A data warehouse is a data management system designed to support business intelligence and analytics for an entire organization. Data warehouses often contain large amounts of data, including historical data. The data within a data warehouse usually is derived from a wide range of sources, such as application log files and transactional applications. A data warehouse stores structured data, whose purpose is usually well-defined.
A data lake allows organizations to store large amounts of structured and unstructured data (for example, from social media or clickstream data), and to immediately make it available for real-time analytics, data science, and machine learning use cases. With a data lake, data is ingested in its original form, without alteration.
The key difference between a data lake and a data warehouse is that data lakes store vast amounts of raw data, without a predefined structure. Organizations do not need to know in advance how the data will be used.
A data mart is a simple form of a data warehouse that is focused on a single subject or line of business, such as sales, finance, or marketing. Given their focus, data marts draw data from fewer sources than data warehouses. Data mart sources can include internal operational systems, a central data warehouse, and external data.
A data mart dedicated to a team or specific line of business offers several benefits:
Business teams are striving to become more agile and data-driven to guide strategy and improve day-to-day decision-making, yet they typically struggle to turn an ever-growing mountain of data into insights. CFOs spend on average 2.24 hours per day sifting through spreadsheets. Although business teams usually turn to IT for help, IT teams may have a hard time keeping up with business users’ demands for increased access to more disparate data sources, larger volumes of data, and faster query times.
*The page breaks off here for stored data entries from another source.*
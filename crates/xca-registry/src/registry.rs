//! # Network Registry
//!
//! Maps each [`NetworkName`] to its chain connection, optional signing
//! identity, and optional ledger. The registry is built once at startup and
//! is read-only afterwards, so it is shared as a plain `Arc` with no lock.
//!
//! ## Failure Semantics
//!
//! - [`NetworkRegistry::latest_header`] surfaces endpoint failures as
//!   [`RegistryError::RpcUnavailable`] and never retries; retry policy
//!   belongs to the caller.
//! - [`NetworkRegistry::check_connectivity`] never fails: an unreachable
//!   endpoint is reported as `reachable: false` with the reason attached.

use std::collections::BTreeMap;
use std::sync::Arc;

use chrono::{DateTime, Utc};
use serde::Serialize;
use xca_core::{Address, HeaderSnapshot, NetworkName, U256, ZERO_STATE_ROOT};
use xca_ledger::AnchorLedger;

use crate::chain::ChainClient;
use crate::error::RegistryError;

/// Immutable connection details for one network.
#[derive(Debug, Clone, PartialEq, Eq, Serialize)]
pub struct NetworkHandle {
    pub name: NetworkName,
    /// Endpoint description, with credentials redacted.
    pub endpoint: String,
    pub signer: Option<Address>,
}

/// Result of a connectivity check.
#[derive(Debug, Clone, PartialEq, Eq, Serialize)]
pub struct Connectivity {
    pub network: NetworkName,
    pub reachable: bool,
    pub chain_id: Option<u64>,
    pub tip_block_number: Option<U256>,
    pub gas_price: Option<U256>,
    pub error: Option<String>,
    pub checked_at: DateTime<Utc>,
}

#[derive(Debug)]
struct NetworkEntry {
    handle: NetworkHandle,
    chain: Arc<dyn ChainClient>,
    ledger: Option<Arc<dyn AnchorLedger>>,
}

/// Registry of every configured network.
#[derive(Debug, Default)]
pub struct NetworkRegistry {
    entries: BTreeMap<NetworkName, NetworkEntry>,
}

impl NetworkRegistry {
    pub fn new() -> Self {
        Self::default()
    }

    /// Add a network.
    ///
    /// # Errors
    ///
    /// [`RegistryError::DuplicateNetwork`] if the name is already registered.
    pub fn register(
        &mut self,
        name: NetworkName,
        chain: Arc<dyn ChainClient>,
        signer: Option<Address>,
    ) -> Result<(), RegistryError> {
        if self.entries.contains_key(&name) {
            return Err(RegistryError::DuplicateNetwork(name));
        }
        let handle = NetworkHandle {
            name: name.clone(),
            endpoint: chain.endpoint(),
            signer,
        };
        self.entries.insert(
            name,
            NetworkEntry {
                handle,
                chain,
                ledger: None,
            },
        );
        Ok(())
    }

    /// Provision the ledger hosted on `name`.
    pub fn attach_ledger(
        &mut self,
        name: &NetworkName,
        ledger: Arc<dyn AnchorLedger>,
    ) -> Result<(), RegistryError> {
        let entry = self
            .entries
            .get_mut(name)
            .ok_or_else(|| RegistryError::UnknownNetwork {
                name: name.to_string(),
            })?;
        entry.ledger = Some(ledger);
        Ok(())
    }

    /// Validate a caller-supplied name and confirm it is configured.
    pub fn resolve(&self, raw: &str) -> Result<NetworkName, RegistryError> {
        let unknown = || RegistryError::UnknownNetwork {
            name: raw.to_string(),
        };
        let name = NetworkName::new(raw).map_err(|_| unknown())?;
        if self.entries.contains_key(&name) {
            Ok(name)
        } else {
            Err(unknown())
        }
    }

    /// The connection handle for a network.
    pub fn connect(&self, raw: &str) -> Result<NetworkHandle, RegistryError> {
        let name = self.resolve(raw)?;
        Ok(self.entry(&name)?.handle.clone())
    }

    /// Configured networks in name order.
    pub fn networks(&self) -> Vec<NetworkName> {
        self.entries.keys().cloned().collect()
    }

    pub fn contains(&self, name: &NetworkName) -> bool {
        self.entries.contains_key(name)
    }

    pub fn has_ledger(&self, name: &NetworkName) -> bool {
        self.entries
            .get(name)
            .is_some_and(|entry| entry.ledger.is_some())
    }

    /// The ledger hosted on `name`.
    pub fn ledger(&self, name: &NetworkName) -> Result<Arc<dyn AnchorLedger>, RegistryError> {
        self.entry(name)?
            .ledger
            .clone()
            .ok_or_else(|| RegistryError::NoLedger(name.clone()))
    }

    fn entry(&self, name: &NetworkName) -> Result<&NetworkEntry, RegistryError> {
        self.entries
            .get(name)
            .ok_or_else(|| RegistryError::UnknownNetwork {
                name: name.to_string(),
            })
    }

    /// Fetch the current tip header.
    pub async fn latest_header(&self, name: &NetworkName) -> Result<HeaderSnapshot, RegistryError> {
        let entry = self.entry(name)?;
        let tip = entry.chain.latest_block().await.map_err(|e| {
            tracing::warn!(network = %name, error = %e, "failed to fetch latest header");
            RegistryError::RpcUnavailable {
                network: name.clone(),
                reason: e.to_string(),
            }
        })?;
        tracing::debug!(network = %name, block_number = %tip.number, "fetched latest header");

        Ok(HeaderSnapshot {
            source_network: name.clone(),
            block_number: tip.number,
            block_hash: tip.hash,
            state_root: tip.state_root.unwrap_or(ZERO_STATE_ROOT),
            timestamp: tip.timestamp,
            parent_hash: tip.parent_hash,
            gas_used: tip.gas_used,
            gas_limit: tip.gas_limit,
        })
    }

    /// Query chain ID, tip height and gas price. Never fails.
    pub async fn check_connectivity(&self, name: &NetworkName) -> Connectivity {
        let checked_at = Utc::now();
        let entry = match self.entry(name) {
            Ok(entry) => entry,
            Err(e) => {
                return Connectivity {
                    network: name.clone(),
                    reachable: false,
                    chain_id: None,
                    tip_block_number: None,
                    gas_price: None,
                    error: Some(e.to_string()),
                    checked_at,
                }
            }
        };

        let (chain_id, tip, gas_price) = tokio::join!(
            entry.chain.chain_id(),
            entry.chain.block_number(),
            entry.chain.gas_price(),
        );

        match (chain_id, tip) {
            (Ok(chain_id), Ok(tip)) => Connectivity {
                network: name.clone(),
                reachable: true,
                chain_id: Some(chain_id),
                tip_block_number: Some(tip),
                gas_price: gas_price.ok(),
                error: None,
                checked_at,
            },
            (chain_id, tip) => {
                let reason = [chain_id.err(), tip.err()]
                    .into_iter()
                    .flatten()
                    .map(|e| e.to_string())
                    .collect::<Vec<_>>()
                    .join("; ");
                tracing::warn!(network = %name, error = %reason, "network unreachable");
                Connectivity {
                    network: name.clone(),
                    reachable: false,
                    chain_id: None,
                    tip_block_number: None,
                    gas_price: None,
                    error: Some(reason),
                    checked_at,
                }
            }
        }
    }
}

#[cfg(test)]
mod tests {
    use super::*;
    use crate::mock::MockChain;
    use xca_ledger::InMemoryLedger;

    fn name(raw: &str) -> NetworkName {
        NetworkName::new(raw).unwrap()
    }

    fn registry() -> (NetworkRegistry, Arc<MockChain>) {
        let north = Arc::new(MockChain::new(1, 500));
        let mut registry = NetworkRegistry::new();
        registry
            .register(name("north"), north.clone(), Some(Address::repeat_byte(1)))
            .unwrap();
        registry
            .register(name("south"), Arc::new(MockChain::new(2, 9).without_state_root()), None)
            .unwrap();
        (registry, north)
    }

    #[test]
    fn connect_known_and_unknown() {
        let (registry, _) = registry();
        let handle = registry.connect("North").unwrap();
        assert_eq!(handle.name, name("north"));
        assert_eq!(handle.endpoint, "mock://1");
        assert_eq!(handle.signer, Some(Address::repeat_byte(1)));

        assert_eq!(
            registry.connect("east").unwrap_err(),
            RegistryError::UnknownNetwork {
                name: "east".into()
            }
        );
        assert!(matches!(
            registry.connect("not a name!"),
            Err(RegistryError::UnknownNetwork { .. })
        ));
    }

    #[test]
    fn duplicate_registration_rejected() {
        let (mut registry, _) = registry();
        let err = registry
            .register(name("north"), Arc::new(MockChain::new(3, 0)), None)
            .unwrap_err();
        assert_eq!(err, RegistryError::DuplicateNetwork(name("north")));
    }

    #[test]
    fn ledger_lookup() {
        let (mut registry, _) = registry();
        assert_eq!(
            registry.ledger(&name("north")).unwrap_err(),
            RegistryError::NoLedger(name("north"))
        );
        let ledger = InMemoryLedger::new("north", "south", Address::repeat_byte(1)).unwrap();
        registry
            .attach_ledger(&name("north"), Arc::new(ledger))
            .unwrap();
        assert!(registry.has_ledger(&name("north")));
        assert!(!registry.has_ledger(&name("south")));
        assert_eq!(registry.ledger(&name("north")).unwrap().label(), "north");
    }

    #[tokio::test]
    async fn latest_header_fills_sentinels() {
        let (registry, _) = registry();
        let header = registry.latest_header(&name("south")).await.unwrap();
        assert_eq!(header.block_number, U256::from(9u64));
        assert_eq!(header.state_root, ZERO_STATE_ROOT);
        assert_eq!(header.source_network, name("south"));
    }

    #[tokio::test]
    async fn latest_header_unavailable() {
        let (registry, north) = registry();
        north.set_reachable(false);
        assert!(matches!(
            registry.latest_header(&name("north")).await,
            Err(RegistryError::RpcUnavailable { .. })
        ));
    }

    #[tokio::test]
    async fn connectivity_never_fails() {
        let (registry, north) = registry();
        let up = registry.check_connectivity(&name("north")).await;
        assert!(up.reachable);
        assert_eq!(up.chain_id, Some(1));
        assert_eq!(up.tip_block_number, Some(U256::from(500u64)));
        assert!(up.gas_price.is_some());

        north.set_reachable(false);
        let down = registry.check_connectivity(&name("north")).await;
        assert!(!down.reachable);
        assert!(down.error.unwrap().contains("offline"));

        let unknown = registry.check_connectivity(&name("east")).await;
        assert!(!unknown.reachable);
    }
}
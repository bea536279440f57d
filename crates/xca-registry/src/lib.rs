//! # xca-registry — Named Networks
//!
//! Resolves a network name to its chain connection, the identity that signs
//! ledger writes there, and the anchor ledger it hosts (if any). Also reads
//! tip headers and checks connectivity for the orchestrator and the API.
//!
//! ## Seams
//!
//! - [`ChainClient`]: read-only chain queries. Implemented for
//!   [`xca_rpc_client::RpcClient`] and by [`MockChain`].
//! - [`xca_ledger::AnchorLedger`]: attached per network with
//!   [`NetworkRegistry::attach_ledger`].
//!
//! ## Configuration
//!
//! [`RegistryConfig`] loads from environment variables or YAML and builds a
//! registry of live JSON-RPC clients and on-chain ledgers.

pub mod chain;
pub mod config;
pub mod error;
pub mod mock;
pub mod registry;

pub use chain::{ChainClient, ChainTip};
pub use config::{ConfigError, NetworkConfig, RegistryConfig};
pub use error::{ChainError, RegistryError};
pub use mock::MockChain;
pub use registry::{Connectivity, NetworkHandle, NetworkRegistry};
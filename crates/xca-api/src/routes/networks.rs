//! # Network API
//!
//! Configured networks, their connectivity, and their current tip header.

use axum::extract::{Path, State};
use axum::routing::get;
use axum::{Json, Router};
use serde::{Deserialize, Serialize};
use xca_core::{Address, HeaderSnapshot, NetworkName};
use xca_registry::Connectivity;

use crate::error::AppError;
use crate::state::AppState;

// ---------------------------------------------------------------------------
// Request / Response types
// ---------------------------------------------------------------------------

/// One configured network.
#[derive(Debug, Serialize, Deserialize)]
pub struct NetworkSummary {
    pub name: NetworkName,
    /// Endpoint with credentials redacted.
    pub endpoint: String,
    pub signer: Option<Address>,
    pub has_ledger: bool,
    pub ledger_address: Option<Address>,
}

#[derive(Debug, Serialize, Deserialize)]
pub struct NetworkList {
    pub networks: Vec<NetworkSummary>,
}

/// Build the networks router.
pub fn router() -> Router<AppState> {
    Router::new()
        .route("/v1/networks", get(list_networks))
        .route("/v1/networks/:network/connection", get(connection))
        .route("/v1/networks/:network/blocks/latest", get(latest_block))
}

// ---------------------------------------------------------------------------
// Handlers
// ---------------------------------------------------------------------------

/// GET /v1/networks
async fn list_networks(State(state): State<AppState>) -> Result<Json<NetworkList>, AppError> {
    let mut networks = Vec::new();
    for name in state.registry.networks() {
        let handle = state.registry.connect(name.as_str())?;
        let ledger = state.registry.ledger(&name).ok();
        networks.push(NetworkSummary {
            name: handle.name,
            endpoint: handle.endpoint,
            signer: handle.signer,
            has_ledger: ledger.is_some(),
            ledger_address: ledger.and_then(|ledger| ledger.address()),
        });
    }
    Ok(Json(NetworkList { networks }))
}

/// GET /v1/networks/:network/connection
///
/// An unreachable endpoint is a 200 with `reachable: false`; only an unknown
/// name is an error.
async fn connection(
    State(state): State<AppState>,
    Path(network): Path<String>,
) -> Result<Json<Connectivity>, AppError> {
    let name = state.registry.resolve(&network)?;
    Ok(Json(state.registry.check_connectivity(&name).await))
}

/// GET /v1/networks/:network/blocks/latest
async fn latest_block(
    State(state): State<AppState>,
    Path(network): Path<String>,
) -> Result<Json<HeaderSnapshot>, AppError> {
    let name = state.registry.resolve(&network)?;
    let header = state.registry.latest_header(&name).await?;
    Ok(Json(header))
}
Setting up data marts can also be a concern for IT teams already burdened with a heavy workload, because they need to manage those data marts on an ongoing basis and ensure data security. Moving data marts to the cloud helps alleviate concerns of both business and IT teams by moving administration and security tasks to the cloud service provider which decreases the need for manual intervention and lowers operational costs.
Oracle provides a complete and self-service solution that allows business teams to get the deep, trustworthy, data-driven insights they need to make quick decisions.
Business teams can quickly combine all necessary data across different sources and formats, including spatial and graph, in a converged database to drive secure collaboration around a single source of truth provided by data marts. Analysts can easily leverage self-service data tools and embedded machine learning—with zero coding required—to accelerate data loading, transformation, and preparation, automatically find patterns and trends, make predictions, and gain insights based on data with transparent lineage.
Governed and secure, Oracle’s solution makes it possible for IT to reduce risks. IT teams additionally can rely on a simple, reliable, and repeatable approach for all data analytics requests from business departments, greatly improving productivity.
Oracle Autonomous Database for analytics and data warehousing intelligently automates provisioning, configuring, securing, tuning, scaling, patching, backing up, and repairing. This eliminates nearly all the manual and complex tasks that can introduce human error. Built-in data tools enable simple, self-service data loading, data transformation, business modeling, and automatic insights for data marts. DBAs can shift their efforts from routine database administration to new application designs, and helping business departments achieve their goals. Business users in finance, HR, and marketing can be empowered with secure data access and consistently high query performance for any number of concurrent users, even at peak times. Autonomous Database automatically scales according to workload needs, without any downtime.